Abstract

对于复杂问题（如多跳推理或多模态任务），不是用单个teacher distill到单个student，而是teacher distill到多个specialized student agent（每个student聚焦不同子任务或能力）。然后，这些students使用specialize MCP Box进行multi-agent cooperation（e.g., 通过通信、任务分工）。比较其效果是否优于“单纯的multi-agent cooperation”（即不使用distillation的多个代理直接协作）。

Proposed Method

The framework is fully training-free, with three phases: teacher-driven MCP generation, MCP Box construction, and multi-agent collaboration.

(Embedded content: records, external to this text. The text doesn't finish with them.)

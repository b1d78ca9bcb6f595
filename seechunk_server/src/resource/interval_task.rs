use crate::host::TaskLoop;

/// [`TaskLoop`] for a host that counts ticks itself.
pub struct IntervalTask {
    interval: Option<u32>,
    started_at: u64,
    current: u64,
}

impl IntervalTask {
    pub fn new() -> Self {
        Self {
            interval: None,
            started_at: 0,
            current: 0,
        }
    }

    pub fn interval(&self) -> Option<u32> {
        self.interval
    }

    /// Records the host tick and tells whether the task should run on it.
    pub fn record_next(&mut self, tick: u64) -> bool {
        self.current = tick;

        match self.interval {
            Some(interval) => {
                let elapsed = tick.saturating_sub(self.started_at);
                elapsed > 0 && elapsed % interval as u64 == 0
            },
            None => false,
        }
    }
}

impl Default for IntervalTask {
    fn default() -> Self {
        Self::new()
    }
}

impl TaskLoop for IntervalTask {
    fn start_loop(&mut self, interval: u32) {
        self.interval = Some(interval.max(1));
        self.started_at = self.current;
    }

    fn stop_loop(&mut self) {
        self.interval = None;
    }

    fn is_looping(&self) -> bool {
        self.interval.is_some()
    }
}
pub mod interval_task;
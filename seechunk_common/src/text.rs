use serde::{
    Deserialize,
    Serialize,
};

/// Chat palette color.
#[derive(Serialize, Deserialize, PartialEq, Eq, Copy, Clone, Hash, Debug)]
pub enum TextColor {
    Black,
    DarkBlue,
    DarkGreen,
    DarkAqua,
    DarkRed,
    DarkPurple,
    Gold,
    Gray,
    DarkGray,
    Blue,
    Green,
    Aqua,
    Red,
    LightPurple,
    Yellow,
    White,
}

impl TextColor {
    pub fn rgb(self) -> [u8; 3] {
        match self {
            Self::Black => [0, 0, 0],
            Self::DarkBlue => [0, 0, 170],
            Self::DarkGreen => [0, 170, 0],
            Self::DarkAqua => [0, 170, 170],
            Self::DarkRed => [170, 0, 0],
            Self::DarkPurple => [170, 0, 170],
            Self::Gold => [255, 170, 0],
            Self::Gray => [170, 170, 170],
            Self::DarkGray => [85, 85, 85],
            Self::Blue => [85, 85, 255],
            Self::Green => [85, 255, 85],
            Self::Aqua => [85, 255, 255],
            Self::Red => [255, 85, 85],
            Self::LightPurple => [255, 85, 255],
            Self::Yellow => [255, 255, 85],
            Self::White => [255, 255, 255],
        }
    }
}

Teacher Role and MCP Generation:
- A large teacher agent (e.g., GPT-4o) analyzes the complex task and decomposes it into sub-tasks (e.g., image analysis for multi-modal tasks, numerical reasoning for multi-hop problems).
- For each sub-task, the teacher generates specialized MCPs (e.g., an MCP for image thresholding, another for arithmetic combinations) from its task-solving trajectories.
MCP Box Construction:
- Extracted MCPs undergo abstraction, clustering, and consolidation [Qiu et al., 2025] to form a shared MCP Box.
- Specialization: Subsets of MCPs are assigned to students (e.g., image-related MCPs to Student A), creating "specialized" views of the box while maintaining a shared core for collaboration.
Multi-Agent Collaboration Phase:
- Multiple small student agents (e.g., Llama-3.1-8B) directly integrate the MCP Boxes (no training or fine-tuning).
- Students cooperate via communication/task division (e.g., in AutoGen), invoking MCPs from the box (e.g., Student A handles visual input with image MCPs, Student B integrates with reasoning MCPs).
- This leverages teacher-generated specialization: Students inherit sub-task expertise via targeted MCP subsets, enabling efficient use of the shared box.

Experimental Design

Baselines:
- Pure multi-agent cooperation: Multiple small LLMs collaborating without MCP Boxes or teacher generation.
- Ablations: Multi-agents with generic (non-teacher-generated) tools; single-agent with MCP Box.
Benchmarks:
- Multi-hop reasoning: Game of 24 (mathematical puzzles).
- real-world VQA datasets, PathVQA and SLAKE
- Multi-modal tasks
- Metrics: Task success rate, collaboration efficiency (e.g., communication rounds), generalization to unseen sub-tasks, and latency.
Implementation:
- Teacher: GPT-4o for sub-task decomposition and MCP generation.
- Students: 3-5 small LLMs (e.g., Qwen-8B), each assigned specialized MCP subsets.
- Framework: AutoGen for collaboration; evaluate on 100-500 task instances per benchmark.
Hypotheses:
- Teacher-generated specialized MCP Boxes improve multi-agent success by 10-20% over pure baselines due to inherited sub-task expertise.
- Shared boxes reduce collaboration overhead by 15-30%

Reference

https://arxiv.org/pdf/2506.14728

https://arxiv.org/pdf/2505.13820v1

https://arxiv.org/pdf/2502.11271

https://arxiv.org/abs/2505.17612